_Data records_:
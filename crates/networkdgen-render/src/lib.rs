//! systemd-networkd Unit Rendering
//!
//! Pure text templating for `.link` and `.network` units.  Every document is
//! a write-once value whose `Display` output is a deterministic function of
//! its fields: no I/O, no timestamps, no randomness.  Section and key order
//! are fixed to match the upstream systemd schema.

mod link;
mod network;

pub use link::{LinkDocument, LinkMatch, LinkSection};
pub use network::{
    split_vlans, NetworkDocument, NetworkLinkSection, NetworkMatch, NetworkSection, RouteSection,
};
...
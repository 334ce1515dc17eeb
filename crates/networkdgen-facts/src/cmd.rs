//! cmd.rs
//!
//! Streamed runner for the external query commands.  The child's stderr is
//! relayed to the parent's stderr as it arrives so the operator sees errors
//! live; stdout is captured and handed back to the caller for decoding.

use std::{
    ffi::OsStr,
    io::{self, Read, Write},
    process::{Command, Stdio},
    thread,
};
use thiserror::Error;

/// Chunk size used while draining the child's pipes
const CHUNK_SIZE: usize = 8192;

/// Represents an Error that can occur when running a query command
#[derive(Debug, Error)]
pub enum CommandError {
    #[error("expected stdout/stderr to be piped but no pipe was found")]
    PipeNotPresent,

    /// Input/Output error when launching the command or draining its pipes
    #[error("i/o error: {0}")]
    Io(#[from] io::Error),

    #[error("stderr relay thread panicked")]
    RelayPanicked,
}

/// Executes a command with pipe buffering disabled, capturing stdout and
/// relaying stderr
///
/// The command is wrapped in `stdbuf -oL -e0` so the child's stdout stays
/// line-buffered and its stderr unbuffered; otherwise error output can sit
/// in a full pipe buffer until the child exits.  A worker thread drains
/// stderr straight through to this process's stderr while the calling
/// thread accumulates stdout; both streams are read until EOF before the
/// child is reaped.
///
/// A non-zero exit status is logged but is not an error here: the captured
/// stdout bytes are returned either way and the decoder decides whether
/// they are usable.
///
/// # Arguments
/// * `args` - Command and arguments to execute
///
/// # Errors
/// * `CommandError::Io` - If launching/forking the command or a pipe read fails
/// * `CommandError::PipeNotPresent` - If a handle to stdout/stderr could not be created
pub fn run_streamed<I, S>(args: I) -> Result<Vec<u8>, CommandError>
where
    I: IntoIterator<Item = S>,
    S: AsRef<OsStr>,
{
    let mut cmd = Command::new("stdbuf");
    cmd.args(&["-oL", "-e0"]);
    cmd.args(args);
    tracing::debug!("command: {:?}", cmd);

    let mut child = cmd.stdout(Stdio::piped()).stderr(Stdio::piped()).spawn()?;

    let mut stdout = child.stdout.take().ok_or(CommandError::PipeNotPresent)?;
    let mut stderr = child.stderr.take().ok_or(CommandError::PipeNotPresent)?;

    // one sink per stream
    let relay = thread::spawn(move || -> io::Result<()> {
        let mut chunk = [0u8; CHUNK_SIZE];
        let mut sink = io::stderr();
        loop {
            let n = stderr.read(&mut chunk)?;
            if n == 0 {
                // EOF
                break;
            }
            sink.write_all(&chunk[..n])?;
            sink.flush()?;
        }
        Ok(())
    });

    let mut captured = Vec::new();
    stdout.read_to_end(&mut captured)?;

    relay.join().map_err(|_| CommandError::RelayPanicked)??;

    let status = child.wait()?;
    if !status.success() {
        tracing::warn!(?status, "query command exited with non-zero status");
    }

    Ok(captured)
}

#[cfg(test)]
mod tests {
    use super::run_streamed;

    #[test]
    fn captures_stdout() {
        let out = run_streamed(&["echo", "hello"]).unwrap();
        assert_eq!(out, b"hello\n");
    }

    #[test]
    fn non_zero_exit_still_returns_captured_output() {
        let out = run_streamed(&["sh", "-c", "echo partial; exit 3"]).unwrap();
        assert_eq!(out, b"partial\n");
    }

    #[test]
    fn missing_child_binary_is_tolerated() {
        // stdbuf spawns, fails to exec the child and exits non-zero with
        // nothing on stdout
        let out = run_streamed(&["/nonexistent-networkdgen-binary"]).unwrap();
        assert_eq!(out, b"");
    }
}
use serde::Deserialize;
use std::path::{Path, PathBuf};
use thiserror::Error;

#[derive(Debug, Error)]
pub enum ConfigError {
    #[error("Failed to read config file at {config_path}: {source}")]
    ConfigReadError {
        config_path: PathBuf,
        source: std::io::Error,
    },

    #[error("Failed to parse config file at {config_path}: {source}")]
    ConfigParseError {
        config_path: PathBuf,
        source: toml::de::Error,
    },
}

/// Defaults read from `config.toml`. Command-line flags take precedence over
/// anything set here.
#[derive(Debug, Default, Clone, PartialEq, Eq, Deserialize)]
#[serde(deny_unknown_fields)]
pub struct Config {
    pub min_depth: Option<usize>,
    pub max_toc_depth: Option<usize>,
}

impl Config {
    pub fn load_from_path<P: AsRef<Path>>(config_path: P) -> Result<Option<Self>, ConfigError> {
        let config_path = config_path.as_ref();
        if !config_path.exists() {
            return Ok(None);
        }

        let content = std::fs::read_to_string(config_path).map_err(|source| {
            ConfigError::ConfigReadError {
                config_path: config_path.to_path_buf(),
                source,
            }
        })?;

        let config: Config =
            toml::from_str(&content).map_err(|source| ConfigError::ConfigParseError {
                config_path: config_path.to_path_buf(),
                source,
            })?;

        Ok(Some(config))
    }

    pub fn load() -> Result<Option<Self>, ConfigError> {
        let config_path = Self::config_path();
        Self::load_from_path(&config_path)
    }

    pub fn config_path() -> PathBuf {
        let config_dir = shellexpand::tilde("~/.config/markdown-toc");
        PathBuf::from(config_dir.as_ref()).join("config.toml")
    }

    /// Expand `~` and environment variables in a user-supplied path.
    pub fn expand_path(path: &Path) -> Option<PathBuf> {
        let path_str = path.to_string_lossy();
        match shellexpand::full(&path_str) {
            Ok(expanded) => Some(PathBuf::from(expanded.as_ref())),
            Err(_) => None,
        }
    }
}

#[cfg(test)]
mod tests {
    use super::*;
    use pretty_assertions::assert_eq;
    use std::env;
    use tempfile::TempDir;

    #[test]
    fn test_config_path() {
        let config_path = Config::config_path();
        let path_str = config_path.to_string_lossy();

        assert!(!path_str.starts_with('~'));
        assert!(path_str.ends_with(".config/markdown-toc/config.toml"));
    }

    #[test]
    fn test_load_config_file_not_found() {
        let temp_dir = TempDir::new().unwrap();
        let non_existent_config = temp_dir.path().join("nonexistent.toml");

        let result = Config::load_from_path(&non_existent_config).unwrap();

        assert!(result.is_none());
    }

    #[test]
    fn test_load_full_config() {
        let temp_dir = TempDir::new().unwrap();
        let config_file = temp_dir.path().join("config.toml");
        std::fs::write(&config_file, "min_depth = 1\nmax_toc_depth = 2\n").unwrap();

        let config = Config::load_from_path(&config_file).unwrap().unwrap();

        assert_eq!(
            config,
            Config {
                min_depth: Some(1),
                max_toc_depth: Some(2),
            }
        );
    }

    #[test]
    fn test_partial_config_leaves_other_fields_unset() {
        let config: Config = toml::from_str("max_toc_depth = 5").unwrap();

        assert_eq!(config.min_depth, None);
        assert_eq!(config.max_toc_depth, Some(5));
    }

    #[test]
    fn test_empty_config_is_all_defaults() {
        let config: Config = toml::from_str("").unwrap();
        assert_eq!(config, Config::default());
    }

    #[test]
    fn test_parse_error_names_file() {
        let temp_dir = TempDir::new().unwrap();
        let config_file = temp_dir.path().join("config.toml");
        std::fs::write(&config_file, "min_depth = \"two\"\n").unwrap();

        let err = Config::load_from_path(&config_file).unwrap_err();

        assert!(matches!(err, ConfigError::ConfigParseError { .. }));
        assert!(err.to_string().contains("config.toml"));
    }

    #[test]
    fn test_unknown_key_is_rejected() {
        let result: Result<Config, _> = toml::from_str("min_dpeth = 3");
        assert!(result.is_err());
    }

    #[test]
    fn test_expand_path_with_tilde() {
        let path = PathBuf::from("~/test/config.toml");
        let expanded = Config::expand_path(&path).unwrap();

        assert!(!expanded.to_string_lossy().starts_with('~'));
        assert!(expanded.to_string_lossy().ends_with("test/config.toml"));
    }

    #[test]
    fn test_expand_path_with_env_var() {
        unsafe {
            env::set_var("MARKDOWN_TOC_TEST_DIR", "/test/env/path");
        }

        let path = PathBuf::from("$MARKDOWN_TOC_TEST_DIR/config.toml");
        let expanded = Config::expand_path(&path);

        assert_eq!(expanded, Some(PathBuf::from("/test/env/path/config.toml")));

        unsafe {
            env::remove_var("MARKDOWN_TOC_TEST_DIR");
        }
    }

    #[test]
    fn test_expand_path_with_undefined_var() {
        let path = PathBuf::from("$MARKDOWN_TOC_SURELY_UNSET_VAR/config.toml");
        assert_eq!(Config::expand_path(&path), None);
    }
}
---
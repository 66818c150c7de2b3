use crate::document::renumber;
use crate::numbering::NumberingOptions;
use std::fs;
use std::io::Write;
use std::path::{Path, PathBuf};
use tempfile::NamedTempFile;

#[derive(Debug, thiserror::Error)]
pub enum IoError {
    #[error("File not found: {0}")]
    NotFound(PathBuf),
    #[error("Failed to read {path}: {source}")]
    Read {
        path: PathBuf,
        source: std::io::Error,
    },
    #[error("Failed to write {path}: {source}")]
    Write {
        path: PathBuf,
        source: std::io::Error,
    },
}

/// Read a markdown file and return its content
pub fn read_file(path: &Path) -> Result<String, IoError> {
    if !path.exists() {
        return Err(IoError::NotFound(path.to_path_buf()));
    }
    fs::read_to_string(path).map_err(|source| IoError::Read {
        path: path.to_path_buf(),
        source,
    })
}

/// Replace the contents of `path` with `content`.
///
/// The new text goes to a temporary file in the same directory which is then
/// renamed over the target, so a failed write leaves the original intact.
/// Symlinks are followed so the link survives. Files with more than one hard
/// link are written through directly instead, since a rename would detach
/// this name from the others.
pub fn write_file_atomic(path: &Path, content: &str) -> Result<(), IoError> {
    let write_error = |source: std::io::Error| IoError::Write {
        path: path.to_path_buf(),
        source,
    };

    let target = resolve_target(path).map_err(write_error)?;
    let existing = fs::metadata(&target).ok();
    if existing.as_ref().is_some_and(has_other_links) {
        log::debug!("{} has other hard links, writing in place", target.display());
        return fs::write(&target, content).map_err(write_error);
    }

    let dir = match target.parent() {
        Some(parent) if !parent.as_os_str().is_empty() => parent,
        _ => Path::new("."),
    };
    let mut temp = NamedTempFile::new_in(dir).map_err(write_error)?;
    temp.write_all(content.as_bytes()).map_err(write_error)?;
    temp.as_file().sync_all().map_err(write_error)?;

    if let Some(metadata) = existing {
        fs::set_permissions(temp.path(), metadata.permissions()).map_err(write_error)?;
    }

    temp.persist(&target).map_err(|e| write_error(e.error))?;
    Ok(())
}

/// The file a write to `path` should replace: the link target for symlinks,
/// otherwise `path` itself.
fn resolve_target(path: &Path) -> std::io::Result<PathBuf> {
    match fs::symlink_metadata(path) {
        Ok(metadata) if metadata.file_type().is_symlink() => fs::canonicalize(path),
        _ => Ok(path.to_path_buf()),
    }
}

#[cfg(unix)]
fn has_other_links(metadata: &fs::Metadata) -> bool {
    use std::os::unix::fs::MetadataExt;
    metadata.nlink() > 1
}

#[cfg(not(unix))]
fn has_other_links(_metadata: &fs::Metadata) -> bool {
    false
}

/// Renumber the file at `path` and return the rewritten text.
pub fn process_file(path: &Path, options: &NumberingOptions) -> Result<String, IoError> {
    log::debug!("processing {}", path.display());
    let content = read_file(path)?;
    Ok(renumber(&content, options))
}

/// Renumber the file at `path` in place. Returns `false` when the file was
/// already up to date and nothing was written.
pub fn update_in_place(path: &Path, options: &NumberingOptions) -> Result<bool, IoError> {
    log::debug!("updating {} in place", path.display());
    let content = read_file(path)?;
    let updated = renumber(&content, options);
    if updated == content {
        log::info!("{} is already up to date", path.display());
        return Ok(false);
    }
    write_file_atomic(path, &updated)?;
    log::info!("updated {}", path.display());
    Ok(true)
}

_Exercise_: For the material above, how many lines contain the word "nothing"? Only the number should be given.

_Solution below_: 2